**Your objective:** Wherever the word "else" occurs in the listing, copy the whole line.

+++

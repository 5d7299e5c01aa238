// SPDX-License-Identifier: MIT OR Apache-2.0

#![no_main]

#[path = "common.rs"]
mod common;

use grb_core::ChannelDetector;
use grb_online::{FocusDesConfig, FocusDesDetector, SingleCandidatePolicy};
use libfuzzer_sys::fuzz_target;

fn build_config(cursor: &mut common::ByteCursor<'_>) -> FocusDesConfig {
    let m = common::bounded(cursor.next_u8(), 0, 24);
    FocusDesConfig {
        threshold: common::real(cursor.next_u8(), 0.5, 12.0),
        alpha: common::real(cursor.next_u8(), 0.0, 1.0),
        beta: common::real(cursor.next_u8(), 0.0, 1.0),
        m,
        t_max: match cursor.next_u8() % 3 {
            0 => None,
            _ => Some(common::bounded(cursor.next_u8(), 0, 64)),
        },
        mu_min: common::real(cursor.next_u8(), 0.5, 4.0),
        sleep: match cursor.next_u8() % 4 {
            0 => None,
            _ => Some(m + common::bounded(cursor.next_u8(), 0, 48)),
        },
        s_0: match cursor.next_u8() % 3 {
            0 => Some(common::real(cursor.next_u8(), 0.0, 64.0)),
            _ => None,
        },
        b_0: match cursor.next_u8() % 3 {
            0 => Some(common::real(cursor.next_u8(), -1.0, 1.0)),
            _ => None,
        },
        single_candidate_qc: if cursor.next_u8() & 1 == 0 {
            SingleCandidatePolicy::ReportZero
        } else {
            SingleCandidatePolicy::ReportGlobalMax
        },
    }
}

fuzz_target!(|data: &[u8]| {
    let mut cursor = common::ByteCursor::new(data);
    let Ok(mut detector) = FocusDesDetector::new(build_config(&mut cursor)) else {
        return;
    };

    let steps = common::bounded(cursor.next_u8(), 1, 255) * 4;
    for _ in 0..steps {
        if cursor.is_exhausted() {
            break;
        }
        let seed = cursor.next_u16();
        if seed % 97 == 0 {
            detector.reset();
            continue;
        }
        match detector.step(common::count(seed)) {
            Ok(detection) => {
                assert!(detection.significance >= 0.0 || detection.significance.is_nan());
                if !detector.is_warming_up() {
                    assert_eq!(detector.delay_buffer_len(), detector.config().m);
                }
            }
            Err(_) => detector.reset(),
        }
    }
});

+++

**Result of this task:**
        } else {
    let Ok(mut detector) = FocusDesDetector::new(build_config(&mut cursor)) else {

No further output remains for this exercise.